**Data**

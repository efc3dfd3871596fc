use reqwest::{multipart::{Form, Part}, Client};
use std::time::Duration;
use thiserror::Error;
use tracing::{error, info};

use crate::models::{DataUri, DataUriError, FileRole, UploadResponse, UploadedFile};
use crate::relay::NO_IMAGE_MESSAGE;
use super::{draft::Submission, ui::Generated};

pub const GENERIC_FAILURE_MESSAGE: &str = "Something went wrong while generating the image. Please try again.";
pub const UPLOAD_PATH: &str = "/api/upload";

#[derive(Debug, Error)]
pub enum TransportError {
    #[error("network error: {0}")]
    Network(String),
    #[error("server returned status {status}")]
    Status { status: u16, message: Option<String> },
    #[error("invalid request: {0}")]
    InvalidRequest(String),
    #[error("invalid response: {0}")]
    InvalidResponse(String),
    #[error("response contained no image")]
    NoImage,
}

impl From<reqwest::Error> for TransportError {
    fn from(e: reqwest::Error) -> Self {
        TransportError::Network(e.to_string())
    }
}

impl TransportError {
    /// Message for the result area. Server-provided messages are already user-safe;
    /// anything else collapses to the generic one.
    pub fn user_message(&self) -> String {
        match self {
            TransportError::Status { message: Some(message), .. } => message.clone(),
            TransportError::NoImage => NO_IMAGE_MESSAGE.to_string(),
            _ => GENERIC_FAILURE_MESSAGE.to_string(),
        }
    }
}

pub struct UploadClient {
    http: Client,
    endpoint: String,
}

fn file_part(file: &UploadedFile) -> Result<Part, TransportError> {
    Part::bytes(file.bytes.to_vec())
        .file_name(file.file_name.clone())
        .mime_str(&file.mime_type)
        .map_err(|e| TransportError::InvalidRequest(format!("bad mime type: {e}")))
}

impl UploadClient {
    pub fn new(server_url: &str, timeout: Duration) -> Result<Self, TransportError> {
        let http = Client::builder().timeout(timeout).build()?;
        Ok(Self { http, endpoint: format!("{}{}", server_url.trim_end_matches('/'), UPLOAD_PATH) })
    }

    pub fn endpoint(&self) -> &str {
        &self.endpoint
    }

    fn form(submission: &Submission<'_>) -> Result<Form, TransportError> {
        let mut form = Form::new()
            .part(FileRole::Product.field_name(), file_part(submission.product)?)
            .text("userPrompt", submission.prompt.to_string())
            .text("selectedAspectRatio", submission.aspect_ratio.to_string());
        if let Some(pose) = submission.pose {
            form = form.part(FileRole::Pose.field_name(), file_part(pose)?);
        }
        Ok(form)
    }

    pub async fn submit(&self, submission: &Submission<'_>) -> Result<Generated, TransportError> {
        info!("📤 Uploading to {} (pose: {})", self.endpoint(), submission.pose.is_some());
        let response = self.http.post(&self.endpoint).multipart(Self::form(submission)?).send().await?;

        let status = response.status();
        let body = response.text().await?;
        if !status.is_success() {
            error!("❌ Upload failed with status {}: {}", status, body);
            let message = serde_json::from_str::<UploadResponse>(&body).ok().and_then(|r| r.error);
            return Err(TransportError::Status { status: status.as_u16(), message });
        }

        let parsed: UploadResponse = serde_json::from_str(&body)
            .map_err(|e| TransportError::InvalidResponse(e.to_string()))?;
        let image = parsed.image.ok_or(TransportError::NoImage)?;
        let image: DataUri = image
            .parse()
            .map_err(|e: DataUriError| TransportError::InvalidResponse(e.to_string()))?;
        info!("📥 Received {} image ({} bytes)", image.mime_type, image.bytes.len());
        Ok(Generated { image, text: parsed.text })
    }
}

**Exercise description**
Please transcribe the whole listing exactly as it stands.

**Solution to the exercise**
repository efc3dfd3871596fc
use reqwest::{multipart::{Form, Part}, Client};
use std::time::Duration;
use thiserror::Error;
use tracing::{error, info};

use crate::models::{DataUri, DataUriError, FileRole, UploadResponse, UploadedFile};
use crate::relay::NO_IMAGE_MESSAGE;
use super::{draft::Submission, ui::Generated};

pub const GENERIC_FAILURE_MESSAGE: &str = "Something went wrong while generating the image. Please try again.";
pub const UPLOAD_PATH: &str = "/api/upload";

#[derive(Debug, Error)]
pub enum TransportError {
    #[error("network error: {0}")]
    Network(String),
    #[error("server returned status {status}")]
    Status { status: u16, message: Option<String> },
    #[error("invalid request: {0}")]
    InvalidRequest(String),
    #[error("invalid response: {0}")]
    InvalidResponse(String),
    #[error("response contained no image")]
    NoImage,
}

impl From<reqwest::Error> for TransportError {
    fn from(e: reqwest::Error) -> Self {
        TransportError::Network(e.to_string())
    }
}

impl TransportError {
    /// Message for the result area. Server-provided messages are already user-safe;
    /// anything else collapses to the generic one.
    pub fn user_message(&self) -> String {
        match self {
            TransportError::Status { message: Some(message), .. } => message.clone(),
            TransportError::NoImage => NO_IMAGE_MESSAGE.to_string(),
            _ => GENERIC_FAILURE_MESSAGE.to_string(),
        }
    }
}

pub struct UploadClient {
    http: Client,
    endpoint: String,
}

fn file_part(file: &UploadedFile) -> Result<Part, TransportError> {
    Part::bytes(file.bytes.to_vec())
        .file_name(file.file_name.clone())
        .mime_str(&file.mime_type)
        .map_err(|e| TransportError::InvalidRequest(format!("bad mime type: {e}")))
}

impl UploadClient {
    pub fn new(server_url: &str, timeout: Duration) -> Result<Self, TransportError> {
        let http = Client::builder().timeout(timeout).build()?;
        Ok(Self { http, endpoint: format!("{}{}", server_url.trim_end_matches('/'), UPLOAD_PATH) })
    }

    pub fn endpoint(&self) -> &str {
        &self.endpoint
    }

    fn form(submission: &Submission<'_>) -> Result<Form, TransportError> {
        let mut form = Form::new()
            .part(FileRole::Product.field_name(), file_part(submission.product)?)
            .text("userPrompt", submission.prompt.to_string())
            .text("selectedAspectRatio", submission.aspect_ratio.to_string());
        if let Some(pose) = submission.pose {
            form = form.part(FileRole::Pose.field_name(), file_part(pose)?);
        }
        Ok(form)
    }

    pub async fn submit(&self, submission: &Submission<'_>) -> Result<Generated, TransportError> {
        info!("📤 Uploading to {} (pose: {})", self.endpoint(), submission.pose.is_some());
        let response = self.http.post(&self.endpoint).multipart(Self::form(submission)?).send().await?;

        let status = response.status();
        let body = response.text().await?;
        if !status.is_success() {
            error!("❌ Upload failed with status {}: {}", status, body);
            let message = serde_json::from_str::<UploadResponse>(&body).ok().and_then(|r| r.error);
            return Err(TransportError::Status { status: status.as_u16(), message });
        }

        let parsed: UploadResponse = serde_json::from_str(&body)
            .map_err(|e| TransportError::InvalidResponse(e.to_string()))?;
        let image = parsed.image.ok_or(TransportError::NoImage)?;
        let image: DataUri = image
            .parse()
            .map_err(|e: DataUriError| TransportError::InvalidResponse(e.to_string()))?;
        info!("📥 Received {} image ({} bytes)", image.mime_type, image.bytes.len());
        Ok(Generated { image, text: parsed.text })
    }
}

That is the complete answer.